• **What you have to do**: Your answer must be the records below, printed exactly.

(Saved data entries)
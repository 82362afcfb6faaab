//! Delimited text addressed by header names (home listing prices).

use anyhow::{Context, Result};
use csv::{ReaderBuilder, StringRecord, Trim};
use std::collections::BTreeMap;
use tracing::debug;

use super::parse_number;
use crate::period::Period;
use crate::records::MonthlyPrices;

/// Header names of the columns to read. Defaults follow the Realtor.com
/// county inventory export.
#[derive(Debug, Clone, PartialEq, Eq)]
pub struct PriceColumns {
    /// `YYYYMM` month column.
    pub period: String,
    pub median_price: String,
    pub avg_price: String,
}

impl Default for PriceColumns {
    fn default() -> Self {
        Self {
            period: "month_date_yyyymm".to_string(),
            median_price: "median_listing_price".to_string(),
            avg_price: "average_listing_price".to_string(),
        }
    }
}

/// Extracts monthly prices.
///
/// Quoted fields may contain commas. A price that is missing, non-numeric,
/// or not positive becomes `None`; a month with neither price is dropped.
///
/// # Errors
///
/// Returns an error if the header row cannot be read or lacks one of the
/// configured columns. An empty input yields an empty series.
pub fn extract(bytes: &[u8], columns: &PriceColumns, floor: Period) -> Result<Vec<MonthlyPrices>> {
    let mut reader = ReaderBuilder::new()
        .flexible(true)
        .trim(Trim::All)
        .from_reader(bytes);

    let headers = reader.headers().context("failed to read header row")?.clone();
    if headers.is_empty() {
        return Ok(Vec::new());
    }
    let position = |name: &str| {
        headers
            .iter()
            .position(|h| h == name)
            .with_context(|| format!("column '{name}' not found in header"))
    };
    let period_idx = position(&columns.period)?;
    let median_idx = position(&columns.median_price)?;
    let avg_idx = position(&columns.avg_price)?;

    let price = |record: &StringRecord, idx: usize| {
        record
            .get(idx)
            .and_then(parse_number)
            .filter(|value| *value > 0.0)
    };

    let mut by_period: BTreeMap<Period, MonthlyPrices> = BTreeMap::new();
    let mut dropped = 0usize;

    for result in reader.records() {
        let Ok(record) = result else {
            dropped += 1;
            continue;
        };
        let Some(period) = record.get(period_idx).and_then(Period::parse) else {
            dropped += 1;
            continue;
        };
        let median_price = price(&record, median_idx);
        let avg_price = price(&record, avg_idx);
        if period < floor || (median_price.is_none() && avg_price.is_none()) {
            continue;
        }
        by_period.entry(period).or_insert(MonthlyPrices {
            period,
            median_price,
            avg_price,
        });
    }

    debug!(months = by_period.len(), dropped, "Price table extracted");
    Ok(by_period.into_values().collect())
}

• **Written response**:
repository 82362afcfb6faaab
//! Delimited text addressed by header names (home listing prices).

use anyhow::{Context, Result};
use csv::{ReaderBuilder, StringRecord, Trim};
use std::collections::BTreeMap;
use tracing::debug;

use super::parse_number;
use crate::period::Period;
use crate::records::MonthlyPrices;

/// Header names of the columns to read. Defaults follow the Realtor.com
/// county inventory export.
#[derive(Debug, Clone, PartialEq, Eq)]
pub struct PriceColumns {
    /// `YYYYMM` month column.
    pub period: String,
    pub median_price: String,
    pub avg_price: String,
}

impl Default for PriceColumns {
    fn default() -> Self {
        Self {
            period: "month_date_yyyymm".to_string(),
            median_price: "median_listing_price".to_string(),
            avg_price: "average_listing_price".to_string(),
        }
    }
}

/// Extracts monthly prices.
///
/// Quoted fields may contain commas. A price that is missing, non-numeric,
/// or not positive becomes `None`; a month with neither price is dropped.
///
/// # Errors
///
/// Returns an error if the header row cannot be read or lacks one of the
/// configured columns. An empty input yields an empty series.
pub fn extract(bytes: &[u8], columns: &PriceColumns, floor: Period) -> Result<Vec<MonthlyPrices>> {
    let mut reader = ReaderBuilder::new()
        .flexible(true)
        .trim(Trim::All)
        .from_reader(bytes);

    let headers = reader.headers().context("failed to read header row")?.clone();
    if headers.is_empty() {
        return Ok(Vec::new());
    }
    let position = |name: &str| {
        headers
            .iter()
            .position(|h| h == name)
            .with_context(|| format!("column '{name}' not found in header"))
    };
    let period_idx = position(&columns.period)?;
    let median_idx = position(&columns.median_price)?;
    let avg_idx = position(&columns.avg_price)?;

    let price = |record: &StringRecord, idx: usize| {
        record
            .get(idx)
            .and_then(parse_number)
            .filter(|value| *value > 0.0)
    };

    let mut by_period: BTreeMap<Period, MonthlyPrices> = BTreeMap::new();
    let mut dropped = 0usize;

    for result in reader.records() {
        let Ok(record) = result else {
            dropped += 1;
            continue;
        };
        let Some(period) = record.get(period_idx).and_then(Period::parse) else {
            dropped += 1;
            continue;
        };
        let median_price = price(&record, median_idx);
        let avg_price = price(&record, avg_idx);
        if period < floor || (median_price.is_none() && avg_price.is_none()) {
            continue;
        }
        by_period.entry(period).or_insert(MonthlyPrices {
            period,
            median_price,
            avg_price,
        });
    }

    debug!(months = by_period.len(), dropped, "Price table extracted");
    Ok(by_period.into_values().collect())
}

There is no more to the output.